Governmental policies for supporting the fintech market
Fintech is a part of the government’s bigger strategy of ‘Smart Nation’. Specific fintech sector strategies are being incorporated by the government of Singapore to propel investment and boost the sector development. Building a ‘Smart Financial Centre’ is part of that wider strategy. With high levels of government support, Singapore has also introduced a fintech patent scheme known as ‘FinTech Fast Track initiative’. The sole aim is to encourage more research and development around the sector. The government has also committed S$225m (£127m) over the next five years under the Financial Sector Technology and Innovation scheme to provide support for creating a vibrant ecosystem for innovation in the country.
The job market scenario
There is a surge of tech based roles in the Singapore Financial market. 27% of Singapore-based vacancies across large banks will be in tech-related roles. As per Kelly Services, the hottest jobs under this sector will include compliance officer, risk analyst and client relationship manager. Also, the government has set a target of creating 3,000 jobs from 2018 to 2020, with an additional 1,000 jobs per year expected to come from the thriving Fintech sector.
However, there are some challenges that need to be addressed when it comes to getting the right talent for this growing sector. Fintech requires a mix of technology, financial services and customer-centric skills. The current established pool of resource of financial services specialists in Singapore can definitely give a head-start; but fintech companies may also need to look outside the sector to acquire innovation and customer-centric skills. Despite having a tech-savvy population, Singapore undoubtedly has a smaller user base than many other countries. Hence, a less populated country also means fewer potential customers and a smaller pool of tech talent for recruitment. Also, competing with global super cities such as New York and London for the required tech talent is another challenge and hence achieving an organic growth is not as easy as it may sound. Added to the woes is the lack of skilled employee who is willing to work for a startup and posing a problem for the growing market.
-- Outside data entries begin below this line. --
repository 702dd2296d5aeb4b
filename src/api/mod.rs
//! REST API layer for HTTP request/response handling.
//!
//! This layer translates HTTP requests into service calls and formats
//! responses according to API contracts.
//!
//! # Modules
//!
//! - [`dto`] - Data Transfer Objects for request/response serialization
//! - [`handlers`] - HTTP request handlers
//! - [`middleware`] - Request tracing
//! - [`routes`] - Route configuration and composition

pub mod dto;
pub mod handlers;
pub mod middleware;
pub mod routes;
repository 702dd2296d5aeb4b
//! Handlers for link statistics.

use axum::{
    Json,
    extract::{Path, State},
    http::HeaderMap,
};

use crate::api::dto::stats::{LinkStatsItem, StatsListResponse};
use crate::error::AppError;
use crate::state::AppState;
use crate::utils::origin::request_origin;

/// Lists statistics for every stored link, expired ones included.
///
/// # Endpoint
///
/// `GET /api/stats`
///
/// # Response
///
/// ```json
/// {
///   "total": 1,
///   "items": [
///     {
///       "alias": "k3x9qa",
///       "original": "https://example.com",
///       "short_url": "http://localhost:3000/k3x9qa",
///       "created_at": "2026-10-19T10:00:00Z",
///       "expiry": "2026-10-19T10:30:00Z",
///       "expired": false,
///       "total_clicks": 0,
///       "clicks": []
///     }
///   ]
/// }
/// ```
pub async fn stats_list_handler(
    State(state): State<AppState>,
    headers: HeaderMap,
) -> Result<Json<StatsListResponse>, AppError> {
    let origin = request_origin(&headers, state.public_base_url.as_deref())?;

    let items: Vec<LinkStatsItem> = state
        .stats_service
        .report(&origin)
        .await?
        .into_iter()
        .map(LinkStatsItem::from)
        .collect();

    Ok(Json(StatsListResponse {
        total: items.len(),
        items,
    }))
}

/// Statistics for a single alias.
///
/// # Endpoint
///
/// `GET /api/stats/{alias}`
///
/// # Errors
///
/// Returns 404 Not Found if no link has this alias.
pub async fn stats_handler(
    State(state): State<AppState>,
    Path(alias): Path<String>,
    headers: HeaderMap,
) -> Result<Json<LinkStatsItem>, AppError> {
    let origin = request_origin(&headers, state.public_base_url.as_deref())?;

    let summary = state.stats_service.report_alias(&alias, &origin).await?;

    Ok(Json(summary.into()))
}
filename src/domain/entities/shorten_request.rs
//! Shorten requests before and after validation.

/// One entry of a submission exactly as the user typed it.
///
/// Blank optional fields are treated the same as absent ones.
#[derive(Debug, Clone, Default, PartialEq, Eq)]
pub struct RawShortenRequest {
    pub url: String,
    pub validity_minutes: Option<String>,
    pub custom_alias: Option<String>,
}

impl RawShortenRequest {
    pub fn new(url: impl Into<String>) -> Self {
        Self {
            url: url.into(),
            ..Self::default()
        }
    }

    pub fn with_validity(mut self, minutes: impl Into<String>) -> Self {
        self.validity_minutes = Some(minutes.into());
        self
    }

    pub fn with_alias(mut self, alias: impl Into<String>) -> Self {
        self.custom_alias = Some(alias.into());
        self
    }
}

/// A validated request, ready for alias assignment.
#[derive(Debug, Clone, PartialEq, Eq)]
pub struct ShortenRequest {
    /// Absolute URL, trimmed of surrounding whitespace.
    pub url: String,
    /// Always at least 1.
    pub validity_minutes: u32,
    /// Alphanumeric alias chosen by the user, if any.
    pub custom_alias: Option<String>,
}
//! Key-value backed implementation of [`LinkRepository`].

use async_trait::async_trait;
use chrono::{DateTime, Utc};
use serde::{Deserialize, Serialize};
use serde_json::json;
use std::collections::HashSet;
use std::sync::Arc;
use tokio::sync::Mutex;

use crate::domain::entities::ShortLink;
use crate::domain::repositories::LinkRepository;
use crate::error::AppError;
use crate::infrastructure::storage::{KeyValueStore, StorageError};

/// Key under which the whole link collection is stored.
pub const STORAGE_KEY: &str = "shortenedUrls";

/// Persisted shape of one link.
///
/// ```json
/// { "alias": "k3x9qa", "original": "https://example.com", "createdAt": "2026-10-19T10:00:00Z", "expiry": "2026-10-19T10:30:00Z" }
/// ```
#[derive(Debug, Serialize, Deserialize)]
#[serde(rename_all = "camelCase")]
struct StoredLink {
    alias: String,
    original: String,
    created_at: DateTime<Utc>,
    expiry: DateTime<Utc>,
}

impl From<StoredLink> for ShortLink {
    fn from(stored: StoredLink) -> Self {
        Self {
            alias: stored.alias,
            original_url: stored.original,
            created_at: stored.created_at,
            expires_at: stored.expiry,
        }
    }
}

impl From<&ShortLink> for StoredLink {
    fn from(link: &ShortLink) -> Self {
        Self {
            alias: link.alias.clone(),
            original: link.original_url.clone(),
            created_at: link.created_at,
            expiry: link.expires_at,
        }
    }
}

/// Link repository storing the full collection as one JSON array.
///
/// Every insert reads the array, appends, and writes the whole array back.
/// Those read-modify-write cycles are serialized inside the process, so
/// concurrent requests never drop each other's links. Readers do not take the
/// lock; the store replaces values atomically.
pub struct LocalLinkRepository {
    store: Arc<dyn KeyValueStore>,
    write_lock: Mutex<()>,
}

impl LocalLinkRepository {
    pub fn new(store: Arc<dyn KeyValueStore>) -> Self {
        Self {
            store,
            write_lock: Mutex::new(()),
        }
    }

    async fn load(&self) -> Result<Vec<ShortLink>, AppError> {
        let Some(raw) = self.store.get(STORAGE_KEY).await? else {
            return Ok(Vec::new());
        };

        let stored: Vec<StoredLink> =
            serde_json::from_str(&raw).map_err(|source| StorageError::Corrupt {
                key: STORAGE_KEY.to_string(),
                source,
            })?;

        Ok(stored.into_iter().map(ShortLink::from).collect())
    }

    async fn save(&self, links: &[ShortLink]) -> Result<(), AppError> {
        let stored: Vec<StoredLink> = links.iter().map(StoredLink::from).collect();
        let raw = serde_json::to_string(&stored).map_err(|e| {
            AppError::internal(
                "Failed to serialize links",
                json!({ "reason": e.to_string() }),
            )
        })?;

        self.store.set(STORAGE_KEY, &raw).await?;
        Ok(())
    }
}

#[async_trait]
impl LinkRepository for LocalLinkRepository {
    async fn insert(&self, link: ShortLink) -> Result<ShortLink, AppError> {
        let mut inserted = self.insert_all(vec![link]).await?;
        inserted
            .pop()
            .ok_or_else(|| AppError::internal("Insert returned no link", json!({})))
    }

    async fn insert_all(&self, links: Vec<ShortLink>) -> Result<Vec<ShortLink>, AppError> {
        let _guard = self.write_lock.lock().await;

        let mut collection = self.load().await?;
        let mut taken: HashSet<&str> = collection.iter().map(|l| l.alias.as_str()).collect();

        for link in &links {
            if !taken.insert(link.alias.as_str()) {
                return Err(AppError::duplicate_alias(&link.alias));
            }
        }

        collection.extend(links.iter().cloned());
        self.save(&collection).await?;

        tracing::debug!(
            "Stored {} link(s), collection size {}",
            links.len(),
            collection.len()
        );

        Ok(links)
    }

    async fn find_by_alias(&self, alias: &str) -> Result<Option<ShortLink>, AppError> {
        Ok(self
            .load()
            .await?
            .into_iter()
            .find(|link| link.alias == alias))
    }

    async fn list_all(&self) -> Result<Vec<ShortLink>, AppError> {
        self.load().await
    }
}
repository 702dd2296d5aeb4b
//! Event log sinks.

mod tracing_log;

pub use tracing_log::TracingEventLog;
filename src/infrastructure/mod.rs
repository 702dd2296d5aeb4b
//! Infrastructure layer for external integrations.
//!
//! This layer implements interfaces defined by the domain layer.
//!
//! # Modules
//!
//! - [`storage`] - Key-value persistence (file and in-memory)
//! - [`persistence`] - Repository implementations on top of [`storage`]
//! - [`clicks`] - Click ingestion backends
//! - [`logging`] - Event log sinks

pub mod clicks;
pub mod logging;
pub mod persistence;
pub mod storage;
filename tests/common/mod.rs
#![allow(dead_code)]

use async_trait::async_trait;
use chrono::{DateTime, Utc};
use snapurl::domain::entities::ShortLink;
use snapurl::domain::repositories::LinkRepository;
use snapurl::infrastructure::clicks::NullClickIngestion;
use snapurl::infrastructure::logging::TracingEventLog;
use snapurl::infrastructure::persistence::LocalLinkRepository;
use snapurl::infrastructure::storage::{KeyValueStore, MemoryStore, StorageError, StorageResult};
use snapurl::state::{AppState, ServiceOptions};
use std::sync::Arc;

pub const BASE_URL: &str = "http://s.example.com";
pub const HOME_URL: &str = "https://home.example.com/";

pub fn test_store() -> Arc<MemoryStore> {
    Arc::new(MemoryStore::new())
}

/// State with a fixed public base URL, so requests need no `Host` header.
pub fn create_test_state(store: Arc<dyn KeyValueStore>) -> AppState {
    create_test_state_with(
        store,
        ServiceOptions {
            public_base_url: Some(BASE_URL.to_string()),
            home_url: HOME_URL.to_string(),
            ..ServiceOptions::default()
        },
    )
}

pub fn create_test_state_with(store: Arc<dyn KeyValueStore>, options: ServiceOptions) -> AppState {
    AppState::new(
        store,
        Arc::new(TracingEventLog::new()),
        Arc::new(NullClickIngestion::new()),
        options,
    )
}

pub async fn create_test_link(
    store: Arc<dyn KeyValueStore>,
    alias: &str,
    url: &str,
    created_at: DateTime<Utc>,
    validity_minutes: u32,
) -> ShortLink {
    LocalLinkRepository::new(store)
        .insert(ShortLink::new(
            alias.to_string(),
            url.to_string(),
            created_at,
            validity_minutes,
        ))
        .await
        .unwrap()
}

/// A store whose every operation fails.
pub struct BrokenStore;

#[async_trait]
impl KeyValueStore for BrokenStore {
    async fn get(&self, key: &str) -> StorageResult<Option<String>> {
        Err(StorageError::InvalidKey(key.to_string()))
    }

    async fn set(&self, key: &str, _value: &str) -> StorageResult<()> {
        Err(StorageError::InvalidKey(key.to_string()))
    }

    async fn health_check(&self) -> bool {
        false
    }
}
//! Domain layer containing business entities and collaborator contracts.
//!
//! The domain layer has no dependencies on the HTTP surface or on concrete
//! storage. It defines what a short link is and which capabilities the
//! services need; [`crate::infrastructure`] provides the implementations.
//!
//! # Architecture
//!
//! - [`entities`] - Core business data structures
//! - [`repositories`] - Storage and click-capture trait definitions
//! - [`event_log`] - Leveled event log collaborator
//!
//! # Lifecycle
//!
//! 1. A submission is validated and assigned aliases
//!    ([`crate::application::services::LinkService`])
//! 2. The resulting [`entities::ShortLink`]s are stored through
//!    [`repositories::LinkRepository`]
//! 3. Redirects resolve an alias and enforce expiry
//!    ([`crate::application::services::Resolver`])
//! 4. Reports combine stored links with [`repositories::ClickIngestion`] data

pub mod entities;
pub mod event_log;
pub mod repositories;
Balancing regulation and Fintech Innovation
Fintech is most effective when innovators, investors and regulators can interact, build networks and learn from each other. The Singapore government and regulators are in full support and complete alignment to make this Fintech as one of the most promising sectors that will see the strongest job growth in Singapore in 2019. However, financial services are a heavily regulated industry that is centered towards citizens and customers, protection along with predicted risks to the economy by large financial institutions. In the given pace of change in fintech segment, clear tensions exist between regulation and technology-driven innovation. Therefore, not only regulators need to support experimentation in the early stages of fintech businesses, but at the same time they also need to build trust and manage risks to balance regulation while promoting positive engagement with the sector, without stifling innovation. Hope to see a brighter future in this sunrise industry.